Its intention is to use the existing Hygea VCT, which originally launched in 2001 but is now realising its portfolio of existing investments, as a platform for its new fund. It said it is aiming to raise £10m in its first year and anticipated making seven to 10 initial investments.
Seneca Partners said its new B share class will be independent from existing Hygea investments, but will take advantage of Hygea distributable dividends to reward investors for joining earlier in an effort to avoid the problem new VCTs usually run into - not being able to distribute dividends to investors in the early years.

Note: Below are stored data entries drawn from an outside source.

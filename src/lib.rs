//! # wav2mp3
//!
//! Batch conversion of PCM WAV files to MP3 on a fixed pool of worker
//! threads. The crate provides a byte-exact RIFF/WAVE parser, a shared
//! work registry with at-most-once claiming, the worker/dispatcher pair
//! that drives it, and an adapter trait in front of the MP3 encoder.
//!
//! ```no_run
//! use std::sync::Arc;
//! use wav2mp3::{scan_wav_files, BatchConfig, Dispatcher, LameBackend};
//!
//! let config = BatchConfig::new().workers(8);
//! let backend = Arc::new(LameBackend::new(config.encoder.clone()));
//! let files = scan_wav_files("music").unwrap();
//! let report = Dispatcher::new(config, backend).run(files).unwrap();
//! println!("{} of {} converted", report.converted, report.files_found);
//! ```

pub mod config;
pub mod dispatcher;
pub mod encoder;
pub mod error;
pub mod pcm_utils;
pub mod pipeline;
pub mod registry;
pub mod report;
pub mod scan;
pub mod types;
pub mod wave;
pub mod worker;

#[cfg(test)]
mod tests;

pub use config::{BatchConfig, EncoderSettings, DEFAULT_WORKERS};
pub use dispatcher::{BatchReport, Dispatcher, DispatcherState};
pub use encoder::{EncodeSession, EncoderBackend, LameBackend};
pub use error::{BatchError, ConversionError, EncoderError, FormatViolation, ParseError};
pub use pipeline::{output_path_for, ConversionOutcome, Converter};
pub use registry::{FileIndex, WorkRegistry};
pub use scan::scan_wav_files;
pub use types::{DataExtent, FormatDescriptor, SampleBuffers};
pub use wave::{extract_channels, parse, read_wave, WaveFile};
pub use worker::{SkippedFile, Worker, WorkerState, WorkerStats};
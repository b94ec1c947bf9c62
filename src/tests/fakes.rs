//! Scripted encoder backend for pipeline and dispatcher tests
//!
//! The fake "encodes" one byte per sample frame, flushes a fixed marker
//! and records every call so tests can check the session protocol.

use std::io::Write;
use std::sync::atomic::{AtomicUsize, Ordering};
use std::sync::Arc;
use std::thread;
use std::time::Duration;

use crate::encoder::{EncodeSession, EncoderBackend};
use crate::error::{EncoderError, EncoderResult};
use crate::types::FormatDescriptor;

pub const FLUSH_MARKER: &[u8] = b"FLUSH";
pub const TAG_MARKER: &[u8] = b"TAG!";

/// Call counters shared between a backend and its sessions
#[derive(Debug, Default)]
pub struct Calls {
    pub configured: AtomicUsize,
    pub encoded: AtomicUsize,
    pub flushed: AtomicUsize,
    pub tagged: AtomicUsize,
    pub closed: AtomicUsize,
}

impl Calls {
    pub fn get(counter: &AtomicUsize) -> usize {
        counter.load(Ordering::SeqCst)
    }
}

/// What the fake does when asked to encode
#[derive(Debug, Clone, Copy, PartialEq, Eq)]
pub enum Behaviour {
    /// One byte per frame, tags written
    Normal,
    /// `configure` fails
    RejectConfig,
    /// `encode_buffer` reports zero bytes
    ProduceNothing,
    /// Tag writing fails
    FailTags,
    /// Panics on a file of exactly this many frames, other files encode slowly
    PanicOnFrames(usize),
}

pub struct FakeBackend {
    pub behaviour: Behaviour,
    pub calls: Arc<Calls>,
}

impl FakeBackend {
    pub fn new(behaviour: Behaviour) -> Self {
        Self {
            behaviour,
            calls: Arc::new(Calls::default()),
        }
    }
}

impl EncoderBackend for FakeBackend {
    fn describe(&self) -> String {
        format!("fake ({:?})", self.behaviour)
    }

    fn configure(
        &self,
        format: &FormatDescriptor,
        _total_samples: usize,
    ) -> EncoderResult<Box<dyn EncodeSession>> {
        if self.behaviour == Behaviour::RejectConfig {
            return Err(EncoderError::Configuration("rejected by fake".to_string()));
        }
        self.calls.configured.fetch_add(1, Ordering::SeqCst);
        Ok(Box::new(FakeSession {
            behaviour: self.behaviour,
            channels: format.channels,
            calls: Arc::clone(&self.calls),
        }))
    }
}

struct FakeSession {
    behaviour: Behaviour,
    channels: u16,
    calls: Arc<Calls>,
}

impl EncodeSession for FakeSession {
    fn encode_buffer(
        &mut self,
        left: &[i16],
        right: Option<&[i16]>,
        out: &mut Vec<u8>,
    ) -> EncoderResult<usize> {
        self.calls.encoded.fetch_add(1, Ordering::SeqCst);
        assert_eq!(right.is_some(), self.channels == 2);
        if let Some(right) = right {
            assert_eq!(left.len(), right.len());
        }

        match self.behaviour {
            Behaviour::ProduceNothing => return Ok(0),
            Behaviour::PanicOnFrames(frames) if frames == left.len() => {
                panic!("encoder blew up on {} frames", frames)
            }
            Behaviour::PanicOnFrames(_) => thread::sleep(Duration::from_millis(50)),
            _ => {}
        }
        out.extend(std::iter::repeat(0x55).take(left.len()));
        Ok(left.len())
    }

    fn flush(&mut self, out: &mut Vec<u8>) -> EncoderResult<usize> {
        self.calls.flushed.fetch_add(1, Ordering::SeqCst);
        out.extend_from_slice(FLUSH_MARKER);
        Ok(FLUSH_MARKER.len())
    }

    fn write_trailer_tags(&mut self, out: &mut dyn Write, _title: &str) -> EncoderResult<()> {
        self.calls.tagged.fetch_add(1, Ordering::SeqCst);
        if self.behaviour == Behaviour::FailTags {
            return Err(EncoderError::TrailerTags("tag writer broke".to_string()));
        }
        out.write_all(TAG_MARKER)
            .map_err(|e| EncoderError::TrailerTags(e.to_string()))
    }
}

impl Drop for FakeSession {
    fn drop(&mut self) {
        self.calls.closed.fetch_add(1, Ordering::SeqCst);
    }
}
//! RIFF/WAVE container parser
//!
//! Walks the chunk sequence of a WAV file in any order, locating the
//! mandatory `fmt ` and `data` chunks and skipping everything else by its
//! declared length. Chunk payloads are skipped exactly as declared; no
//! word-alignment padding is applied.
//!
//! Format validation is tolerant: a non-PCM tag, an unsupported channel
//! count or an unusable block align are hard failures, everything else is
//! reported as a [`FormatWarning`] and logged.

use std::fs::File;
use std::io::{self, BufReader, Read, Seek, SeekFrom};
use std::path::Path;

use log::{debug, trace, warn};

use crate::error::{FormatViolation, ParseError, ParseResult};
use crate::pcm_utils::deinterleave_frames;
use crate::types::{
    ChunkHeader, ChunkId, DataExtent, FormatDescriptor, RiffHeader, SampleBuffers,
    CHUNK_HEADER_SIZE, FORMAT_RECORD_SIZE, MAX_CHANNELS, PCM_FORMAT_CHUNK_SIZE, RIFF_HEADER_SIZE,
    RIFF_MAGIC, SUPPORTED_BITS_PER_SAMPLE, WAVE_FORMAT_PCM, WAVE_MAGIC,
};

/// Soft problems found in a `fmt ` chunk
#[derive(Debug, Clone, Copy, PartialEq, Eq)]
pub enum FormatWarning {
    /// Payload size differs from the 16 bytes recommended for PCM
    UnexpectedChunkSize(u32),
    /// `block_align != bits_per_sample * channels / 8`
    BlockAlignMismatch { declared: u16, expected: u32 },
    /// `byte_rate != sample_rate * block_align`
    ByteRateMismatch { declared: u32, expected: u64 },
    /// Samples are not 16-bit and will be misinterpreted
    UnsupportedBitDepth(u16),
}

/// A fully parsed input file
#[derive(Debug, Clone)]
pub struct WaveFile {
    pub format: FormatDescriptor,
    pub extent: DataExtent,
    pub samples: SampleBuffers,
}

/// Open `path`, parse its container and extract the channel buffers
pub fn read_wave<P: AsRef<Path>>(path: P) -> ParseResult<WaveFile> {
    let mut reader = BufReader::new(File::open(path.as_ref())?);
    let (format, extent) = parse(&mut reader)?;
    let samples = extract_channels(&mut reader, &format, &extent)?;

    Ok(WaveFile {
        format,
        extent,
        samples,
    })
}

/// Parse the container, returning the format and the location of the PCM data
///
/// The reader is left positioned at the first byte of the `data` payload.
pub fn parse<R: Read + Seek>(reader: &mut R) -> ParseResult<(FormatDescriptor, DataExtent)> {
    let riff = read_riff_header(reader)?;
    check_riff_header(&riff)?;

    let mut format: Option<(FormatDescriptor, Result<(), FormatViolation>)> = None;
    let mut extent = None;

    while let Some(header) = read_chunk_header(reader)? {
        let payload_start = reader.stream_position()?;
        trace!(
            "chunk {} ({} bytes) at offset {}",
            header.id,
            header.size,
            payload_start - CHUNK_HEADER_SIZE as u64
        );

        match header.id {
            ChunkId::FORMAT => {
                let descriptor = read_format_record(reader, payload_start)?;
                let verdict = validate_format(&descriptor).map(|warnings| {
                    for warning in warnings {
                        warn!("{}", describe_warning(&warning));
                    }
                });
                if format.is_some() {
                    debug!("Duplicate 'fmt ' chunk, using the later one");
                }
                format = Some((descriptor, verdict));

                let resume = payload_start + u64::from(header.size.max(PCM_FORMAT_CHUNK_SIZE));
                reader.seek(SeekFrom::Start(resume))?;
            }
            ChunkId::DATA => {
                extent = Some(DataExtent {
                    offset: payload_start,
                    length: header.size,
                });
                break;
            }
            _ => {
                reader.seek(SeekFrom::Current(i64::from(header.size)))?;
            }
        }
    }

    let (format, verdict) = format.ok_or(ParseError::MissingFormatChunk)?;
    let extent = extent.ok_or(ParseError::MissingDataChunk)?;
    verdict?;

    debug!(
        "PCM data: {} ch, {} Hz, {} bit, {} bytes at offset {}",
        format.channels, format.sample_rate, format.bits_per_sample, extent.length, extent.offset
    );
    Ok((format, extent))
}

/// Read the 12-byte RIFF prologue
pub fn read_riff_header<R: Read>(reader: &mut R) -> ParseResult<RiffHeader> {
    let mut bytes = [0u8; RIFF_HEADER_SIZE];
    reader.read_exact(&mut bytes).map_err(|e| match e.kind() {
        io::ErrorKind::UnexpectedEof => {
            ParseError::MalformedContainer("file too short for a RIFF header".to_string())
        }
        _ => ParseError::Io(e),
    })?;
    Ok(RiffHeader::from_bytes(&bytes))
}

/// Check RIFF/WAVE magics and the declared size
pub fn check_riff_header(header: &RiffHeader) -> ParseResult<()> {
    if header.riff_id != RIFF_MAGIC {
        return Err(ParseError::MalformedContainer(format!(
            "expected 'RIFF' magic, found {:?}",
            String::from_utf8_lossy(&header.riff_id)
        )));
    }
    if header.wave_id != WAVE_MAGIC {
        return Err(ParseError::MalformedContainer(format!(
            "expected 'WAVE' form type, found {:?}",
            String::from_utf8_lossy(&header.wave_id)
        )));
    }
    if header.file_len == 0 {
        return Err(ParseError::MalformedContainer(
            "RIFF size is zero".to_string(),
        ));
    }
    Ok(())
}

/// Read the next chunk header, `None` once the stream is exhausted
fn read_chunk_header<R: Read>(reader: &mut R) -> ParseResult<Option<ChunkHeader>> {
    let mut bytes = [0u8; CHUNK_HEADER_SIZE];
    match reader.read_exact(&mut bytes) {
        Ok(()) => Ok(Some(ChunkHeader::from_bytes(&bytes))),
        Err(e) if e.kind() == io::ErrorKind::UnexpectedEof => Ok(None),
        Err(e) => Err(e.into()),
    }
}

/// Read the fixed `fmt ` record, which starts at the chunk header itself
fn read_format_record<R: Read + Seek>(
    reader: &mut R,
    payload_start: u64,
) -> ParseResult<FormatDescriptor> {
    reader.seek(SeekFrom::Start(payload_start - CHUNK_HEADER_SIZE as u64))?;

    let mut record = [0u8; FORMAT_RECORD_SIZE];
    reader.read_exact(&mut record).map_err(|e| match e.kind() {
        io::ErrorKind::UnexpectedEof => {
            ParseError::MalformedContainer("truncated 'fmt ' chunk".to_string())
        }
        _ => ParseError::Io(e),
    })?;
    Ok(FormatDescriptor::from_record(&record))
}

/// Validate a decoded `fmt ` chunk
///
/// Returns the list of soft warnings, or the first hard violation.
pub fn validate_format(format: &FormatDescriptor) -> Result<Vec<FormatWarning>, FormatViolation> {
    if format.format_tag != WAVE_FORMAT_PCM {
        return Err(FormatViolation::UnsupportedFormatTag(format.format_tag));
    }
    if format.channels == 0 || usize::from(format.channels) > MAX_CHANNELS {
        return Err(FormatViolation::UnsupportedChannelCount(format.channels));
    }
    if format.block_align < format.channels {
        return Err(FormatViolation::BlockAlignTooSmall {
            block_align: format.block_align,
            channels: format.channels,
        });
    }

    let mut warnings = Vec::new();
    if format.chunk_size != PCM_FORMAT_CHUNK_SIZE {
        warnings.push(FormatWarning::UnexpectedChunkSize(format.chunk_size));
    }
    let expected_align = format.expected_block_align();
    if u32::from(format.block_align) != expected_align {
        warnings.push(FormatWarning::BlockAlignMismatch {
            declared: format.block_align,
            expected: expected_align,
        });
    }
    let expected_rate = u64::from(format.sample_rate) * u64::from(format.block_align);
    if u64::from(format.byte_rate) != expected_rate {
        warnings.push(FormatWarning::ByteRateMismatch {
            declared: format.byte_rate,
            expected: expected_rate,
        });
    }
    if format.bits_per_sample != SUPPORTED_BITS_PER_SAMPLE {
        warnings.push(FormatWarning::UnsupportedBitDepth(format.bits_per_sample));
    }
    Ok(warnings)
}

fn describe_warning(warning: &FormatWarning) -> String {
    match warning {
        FormatWarning::UnexpectedChunkSize(size) => {
            format!("'fmt ' chunk is {} bytes, expected {}", size, PCM_FORMAT_CHUNK_SIZE)
        }
        FormatWarning::BlockAlignMismatch { declared, expected } => {
            format!("block align is {}, bits and channels imply {}", declared, expected)
        }
        FormatWarning::ByteRateMismatch { declared, expected } => {
            format!("byte rate is {}, sample rate and block align imply {}", declared, expected)
        }
        FormatWarning::UnsupportedBitDepth(bits) => {
            format!("{}-bit samples will be read as 16-bit", bits)
        }
    }
}

/// Seek to the PCM payload and split it into per-channel buffers
///
/// A payload that is shorter on disk than declared is truncated to the
/// complete frames actually present.
pub fn extract_channels<R: Read + Seek>(
    reader: &mut R,
    format: &FormatDescriptor,
    extent: &DataExtent,
) -> ParseResult<SampleBuffers> {
    reader.seek(SeekFrom::Start(extent.offset))?;

    let block_align = usize::from(format.block_align);
    let mut frames = extent.frame_count(format);
    let wanted = frames * block_align;

    let mut raw = Vec::with_capacity(wanted);
    reader.by_ref().take(wanted as u64).read_to_end(&mut raw)?;
    if raw.len() < wanted {
        warn!(
            "'data' chunk declares {} bytes but only {} are present",
            extent.length,
            raw.len()
        );
        frames = raw.len() / block_align.max(1);
    }

    let mut buffers = SampleBuffers::with_frames(format.channels, frames);
    deinterleave_frames(&raw, format, &mut buffers);
    Ok(buffers)
}
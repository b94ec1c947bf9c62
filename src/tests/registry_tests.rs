//! Unit tests for the shared work registry
//!
//! Tests ordering, exhaustion and at-most-once claiming under
//! concurrent workers.

use std::path::PathBuf;
use std::sync::Arc;
use std::thread;

use crate::registry::*;

fn paths(count: usize) -> Vec<PathBuf> {
    (0..count).map(|i| PathBuf::from(format!("in/{:03}.wav", i))).collect()
}

#[cfg(test)]
mod tests {
    use super::*;
    use proptest::prelude::*;

    #[test]
    fn test_claims_lowest_index_first() {
        let registry = WorkRegistry::new(paths(3));

        assert_eq!(registry.claim_next(), Some(0));
        assert_eq!(registry.claim_next(), Some(1));
        assert_eq!(registry.claim_next(), Some(2));
        assert_eq!(registry.claimed_count(), 3);
    }

    #[test]
    fn test_exhausted_registry_keeps_returning_none() {
        let registry = WorkRegistry::new(paths(1));

        assert_eq!(registry.claim_next(), Some(0));
        for _ in 0..3 {
            assert_eq!(registry.claim_next(), None);
        }
    }

    #[test]
    fn test_empty_registry() {
        let registry = WorkRegistry::new(Vec::new());

        assert!(registry.is_empty());
        assert_eq!(registry.len(), 0);
        assert_eq!(registry.claim_next(), None);
    }

    #[test]
    fn test_paths_are_index_aligned() {
        let files = paths(4);
        let registry = WorkRegistry::new(files.clone());

        let index = registry.claim_next().unwrap();
        assert_eq!(registry.path(index), Some(files[0].as_path()));
        assert_eq!(registry.path(4), None);
        assert_eq!(registry.files(), files.as_slice());
    }

    #[test]
    fn test_concurrent_claims_are_disjoint() {
        let registry = Arc::new(WorkRegistry::new(paths(500)));

        let handles: Vec<_> = (0..8)
            .map(|_| {
                let registry = Arc::clone(&registry);
                thread::spawn(move || {
                    let mut mine = Vec::new();
                    while let Some(index) = registry.claim_next() {
                        mine.push(index);
                    }
                    mine
                })
            })
            .collect();

        let mut all: Vec<FileIndex> = handles
            .into_iter()
            .flat_map(|h| h.join().unwrap())
            .collect();
        all.sort_unstable();

        assert_eq!(all, (0..500).collect::<Vec<_>>(), "Every index claimed exactly once");
        assert_eq!(registry.claim_next(), None);
    }

    proptest! {
        #[test]
        fn prop_claims_cover_every_index_once(
            files in 0usize..64,
            workers in 1usize..6,
        ) {
            let registry = Arc::new(WorkRegistry::new(paths(files)));

            let handles: Vec<_> = (0..workers)
                .map(|_| {
                    let registry = Arc::clone(&registry);
                    thread::spawn(move || {
                        std::iter::from_fn(|| registry.claim_next()).collect::<Vec<_>>()
                    })
                })
                .collect();

            let mut all: Vec<FileIndex> = handles
                .into_iter()
                .flat_map(|h| h.join().unwrap())
                .collect();
            all.sort_unstable();

            prop_assert_eq!(all, (0..files).collect::<Vec<_>>());
            prop_assert_eq!(registry.claimed_count(), files);
        }
    }
}
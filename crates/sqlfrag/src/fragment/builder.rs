use super::Fragment;
use super::scan::MARKER;
use crate::value::Value;

/// Transient writer used by combinators to assemble a [`Fragment`].
///
/// Text and parameters are only ever appended together (`push_bind`,
/// `push_fragment`), so the result keeps its markers and parameters aligned.
/// The builder never escapes the crate; callers only see the finished value.
#[derive(Debug, Default)]
pub(crate) struct FragmentBuilder {
    text: String,
    params: Vec<Value>,
}

impl FragmentBuilder {
    pub(crate) fn new() -> Self {
        Self::default()
    }

    /// Append SQL text that carries no parameters.
    pub(crate) fn push(&mut self, sql: &str) -> &mut Self {
        self.text.push_str(sql);
        self
    }

    /// Append a single space unless the text is empty or already ends in
    /// whitespace or an opening bracket.
    pub(crate) fn space(&mut self) -> &mut Self {
        match self.text.chars().last() {
            None | Some('(') => {}
            Some(c) if c.is_whitespace() => {}
            Some(_) => self.text.push(' '),
        }
        self
    }

    /// Append a marker and bind its value.
    pub(crate) fn push_bind(&mut self, value: Value) -> &mut Self {
        self.text.push(MARKER);
        self.params.push(value);
        self
    }

    /// Append `?, ?, ...` binding every value in order.
    ///
    /// Callers handle the empty list themselves; only they know whether the
    /// surrounding context is `in` or `not in`.
    pub(crate) fn push_bind_list(&mut self, values: impl IntoIterator<Item = Value>) -> &mut Self {
        for (i, v) in values.into_iter().enumerate() {
            if i > 0 {
                self.push(", ");
            }
            self.push_bind(v);
        }
        self
    }

    /// Inline another fragment: its text, then its parameters at this position.
    pub(crate) fn push_fragment(&mut self, fragment: &Fragment) -> &mut Self {
        self.text.push_str(&fragment.text);
        self.params.extend(fragment.params.iter().cloned());
        self
    }

    /// Owned variant of [`push_fragment`](Self::push_fragment); moves the parameters.
    pub(crate) fn push_owned(&mut self, fragment: Fragment) -> &mut Self {
        let (text, mut params) = fragment.into_parts();
        self.text.push_str(&text);
        self.params.append(&mut params);
        self
    }

    pub(crate) fn finish(self) -> Fragment {
        Fragment::new_unchecked(self.text, self.params)
    }
}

It also said this route has offered a quicker route to market than launching its own VCT from scratch.
Seneca said its generalist investment strategy will focus on strong leadership teams, robust business models, attractive growth prospects and a capability to deliver a timely and profitable investment exit.
Previously focused on growth enterprise investment scheme (EIS) funds, Seneca said it is primed to run the growth-based VCT and will look to maintain a 50/50 hybrid balance of alternative investment market-listed and unlisted VCT-qualifying companies.
Seneca has existing growth capital funds under management of more than £50m.